Así, en la jornada primera, Escipión arenga a sus tropas e intervienen las figuras alegóricas de España (sic) y el río Duero (junto con otros congéneres). En la jornada segunda, se produce la consulta de los astros y un sacrificio al dios Júpiter. Los vaticinios no son positivos y los numantinos lo saben, pero como contraste netamente humano, el dispuesto Marandro proclama su amor hacia la joven Lira, tal y como le relata a su amigo Leoncio, que finalmente asegurará que, en esta vida, todo son ilusiones, quimeras y fantasías.

En la jornada tercera, Cervantes introduce el lamento de las esposas, en tanto Marandro parte a por provisiones, mientras el resto de los numantinos va arrojando al fuego todas sus pertenencias. Como conclusión a todo este abatimiento, se determina el suicidio colectivo, aunque un último resistente quedará, no para eludirlo, sino para glorificarlo. Este suicidio múltiple responde tanto al valor de los cercados como a la necesidad de escapar de la hambruna.

Ruinas de Numancia
Por último, en la jornada cuarta, la crueldad de la batalla es sustituida o, mejor dicho, transmitida, por medio de una elipsis no menos lacerante, señalada por el paso de la jornada precedente a la presente (aunque se trata de un recurso que el autor tiene muy en cuenta en el resto de los actos). De este modo, conoceremos lo que fue de Marandro y de Leoncio, tal cual le es relatado a Escipión. Y de forma directa, también el desenlace del joven Bariato, último superviviente que yace a los pies de Escipión, quedando erigido en imperecedero símbolo gracias a Cervantes.

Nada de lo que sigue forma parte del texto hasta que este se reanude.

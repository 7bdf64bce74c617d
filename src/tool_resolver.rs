//! # External Tool Resolver
//!
//! Finds the external programs the uploader delegates to:
//! - `cwebp` / `gif2webp` for WebP conversion
//! - `gio` / `trash-put` for moving files to the trash
//! - `systemctl` for user service installation
//!
//! Lookup order: `MATRIX_UPLOADER_TOOLS_DIR` override, then the system `PATH`.

use std::env;
use std::path::{Path, PathBuf};
use tracing::debug;

/// Environment variable pointing at a directory of bundled tools
pub const TOOLS_DIR_ENV: &str = "MATRIX_UPLOADER_TOOLS_DIR";

/// Tool path resolver
#[derive(Debug, Clone, Default)]
pub struct ToolPathResolver {
    /// Directory searched before `PATH`
    tools_dir: Option<PathBuf>,
    /// Never fall back to the system `PATH`
    skip_system_path: bool,
}

impl ToolPathResolver {
    /// Create a resolver honouring the tools directory override
    pub fn new() -> Self {
        let tools_dir = env::var_os(TOOLS_DIR_ENV)
            .map(PathBuf::from)
            .filter(|dir| dir.is_dir());
        Self {
            tools_dir,
            skip_system_path: false,
        }
    }

    /// Create a resolver searching `dir` first, then `PATH`
    pub fn with_tools_dir(dir: impl Into<PathBuf>) -> Self {
        Self {
            tools_dir: Some(dir.into()),
            skip_system_path: false,
        }
    }

    /// Create a resolver that never looks outside `dir`
    pub fn only_in(dir: impl Into<PathBuf>) -> Self {
        Self {
            tools_dir: Some(dir.into()),
            skip_system_path: true,
        }
    }

    /// Resolve the path to a specific tool
    pub fn resolve_tool(&self, tool_name: &str) -> Option<PathBuf> {
        if let Some(ref tools_dir) = self.tools_dir {
            let bundled = tools_dir.join(executable_name(tool_name));
            if bundled.is_file() {
                debug!("Using bundled tool: {} -> {:?}", tool_name, bundled);
                return Some(bundled);
            }
        }

        if self.skip_system_path {
            debug!("Tool not found in tools dir: {}", tool_name);
            return None;
        }

        let found = find_in_system_path(tool_name);
        match found {
            Some(ref path) => debug!("Using system tool: {} -> {:?}", tool_name, path),
            None => debug!("Tool not found: {}", tool_name),
        }
        found
    }

    /// Check if a specific tool is available
    pub fn is_tool_available(&self, tool_name: &str) -> bool {
        self.resolve_tool(tool_name).is_some()
    }

    /// Resolve a tool, or explain how to install it
    pub fn check_tool_with_instructions(&self, tool_name: &str) -> Result<PathBuf, String> {
        self.resolve_tool(tool_name).ok_or_else(|| {
            format!(
                "'{}' not found in PATH (install with: {})",
                tool_name,
                install_instructions(tool_name)
            )
        })
    }
}

fn executable_name(tool_name: &str) -> String {
    let extension = if cfg!(windows) { ".exe" } else { "" };
    format!("{}{}", tool_name, extension)
}

/// Find tool in system PATH
fn find_in_system_path(tool_name: &str) -> Option<PathBuf> {
    let tool_with_ext = executable_name(tool_name);
    env::split_paths(&env::var_os("PATH")?)
        .map(|dir| dir.join(&tool_with_ext))
        .find(|path| is_executable(path))
}

#[cfg(unix)]
fn is_executable(path: &Path) -> bool {
    use std::os::unix::fs::PermissionsExt;
    path.metadata()
        .map(|m| m.is_file() && m.permissions().mode() & 0o111 != 0)
        .unwrap_or(false)
}

#[cfg(not(unix))]
fn is_executable(path: &Path) -> bool {
    path.is_file()
}

/// Installation hint for a tool on Debian-like systems
fn install_instructions(tool_name: &str) -> &'static str {
    match tool_name {
        "cwebp" | "gif2webp" => "sudo apt-get install webp",
        "gio" => "sudo apt-get install libglib2.0-bin",
        "trash-put" => "sudo apt-get install trash-cli",
        "systemctl" => "a systemd-based distribution",
        _ => "your package manager",
    }
}
//! # Image Processing Module
//!
//! Conversione opzionale in WebP e lettura dei metadata da inviare nella room.
//!
//! ## Conversione
//!
//! Come per l'ottimizzazione, la conversione è delegata interamente a tool esterni:
//!
//! | Input       | Tool       | Argomenti                                   |
//! |-------------|------------|---------------------------------------------|
//! | `image/gif` | `gif2webp` | `cwebp_args` + `<input> -o <tmp.webp>`      |
//! | altri       | `cwebp`    | `cwebp_args` + `<input> -o <tmp.webp>`      |
//! | `image/webp`| nessuno    | il file viene caricato così com'è           |
//!
//! L'output finisce in un file temporaneo (`tempfile::TempPath`) nella directory
//! temporanea di sistema, fuori dalla directory osservata. Il file viene rimosso
//! quando il `TempPath` viene droppato: a fine upload, su errore, o quando il
//! lavoro in corso viene cancellato da un segnale.
//!
//! ## Metadata
//!
//! Larghezza e altezza vengono lette dall'header con il crate `image` (senza
//! decodificare i pixel), la dimensione in byte dal filesystem.

use crate::error::{Result, UploaderError};
use crate::file_manager::detect_mime_type;
use crate::tool_resolver::ToolPathResolver;
use std::path::Path;
use tempfile::TempPath;
use tokio::process::Command;
use tracing::{debug, info};

/// Image properties sent along with the uploaded media
#[derive(Debug, Clone, PartialEq, Eq)]
pub struct ImageMetadata {
    pub width: u32,
    pub height: u32,
    pub size: u64,
    pub mime_type: String,
}

/// Read width, height and byte size of `path`
pub async fn probe_metadata(path: &Path, mime_type: &str) -> Result<ImageMetadata> {
    let size = tokio::fs::metadata(path).await?.len();

    let owned = path.to_path_buf();
    let (width, height) = tokio::task::spawn_blocking(move || -> Result<(u32, u32)> {
        let reader = image::io::Reader::open(&owned)?.with_guessed_format()?;
        Ok(reader.into_dimensions()?)
    })
    .await
    .map_err(|e| UploaderError::Io(std::io::Error::new(std::io::ErrorKind::Other, e)))??;

    debug!("Got dimensions {}x{} ({} bytes) for {}", width, height, size, path.display());
    Ok(ImageMetadata {
        width,
        height,
        size,
        mime_type: mime_type.to_string(),
    })
}

/// A WebP produced by the converter, deleted when dropped
#[derive(Debug)]
pub struct ConvertedImage {
    pub path: TempPath,
    pub mime_type: String,
}

/// Converts images to WebP with the external `cwebp` / `gif2webp` tools
#[derive(Debug, Clone)]
pub struct WebpConverter {
    extra_args: Vec<String>,
    resolver: ToolPathResolver,
}

impl WebpConverter {
    pub fn new(extra_args: Vec<String>) -> Self {
        Self::with_resolver(extra_args, ToolPathResolver::new())
    }

    pub fn with_resolver(extra_args: Vec<String>, resolver: ToolPathResolver) -> Self {
        Self { extra_args, resolver }
    }

    /// True when the file must go through the converter before upload
    pub fn needs_conversion(mime_type: &str) -> bool {
        mime_type != "image/webp"
    }

    /// Tool used for a given input type
    pub fn tool_for(mime_type: &str) -> &'static str {
        if mime_type == "image/gif" {
            "gif2webp"
        } else {
            "cwebp"
        }
    }

    /// Convert `input` into a temporary WebP file
    pub async fn convert(&self, input: &Path, mime_type: &str) -> Result<ConvertedImage> {
        let tool_name = Self::tool_for(mime_type);
        let tool = self
            .resolver
            .check_tool_with_instructions(tool_name)
            .map_err(UploaderError::ConverterUnavailable)?;

        let output = tempfile::Builder::new()
            .prefix("matrix-uploader-")
            .suffix(".webp")
            .tempfile()?
            .into_temp_path();

        let mut args = self.extra_args.clone();
        args.extend(crate::args![input.display(), "-o", output.display()]);

        self.run_tool(&tool, &args).await?;

        let mime_type = detect_mime_type(&output).await?;
        info!(
            "🔄 Converted {} to WebP with {} ({})",
            input.display(),
            tool_name,
            mime_type
        );
        Ok(ConvertedImage { path: output, mime_type })
    }

    async fn run_tool(&self, tool: &Path, args: &[String]) -> Result<()> {
        let start_time = std::time::Instant::now();
        let output = Command::new(tool)
            .args(args)
            .kill_on_drop(true)
            .output()
            .await
            .map_err(|e| UploaderError::ConverterUnavailable(format!("{}: {}", tool.display(), e)))?;
        let elapsed = start_time.elapsed();

        if output.status.success() {
            debug!("{} completed successfully in {:?}", tool.display(), elapsed);
            Ok(())
        } else {
            let stderr = String::from_utf8_lossy(&output.stderr);
            Err(UploaderError::ConversionFailed(format!(
                "{} exited with {} after {:?}: {}",
                tool.display(),
                output.status,
                elapsed,
                stderr.trim()
            )))
        }
    }
}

De este modo, es Numancia una obra sobre la aceptación de la fatalidad y del destino aciago, además de una historia envuelta en la leyenda, como aliada de la realidad histórica, y no como su enemiga. Más que un pie en lo clásico y otro en la perspectiva moderna, Cervantes mantuvo los dos en ambos enfoques, es decir, en la modernidad de lo clásico, convertida finalmente en tradición.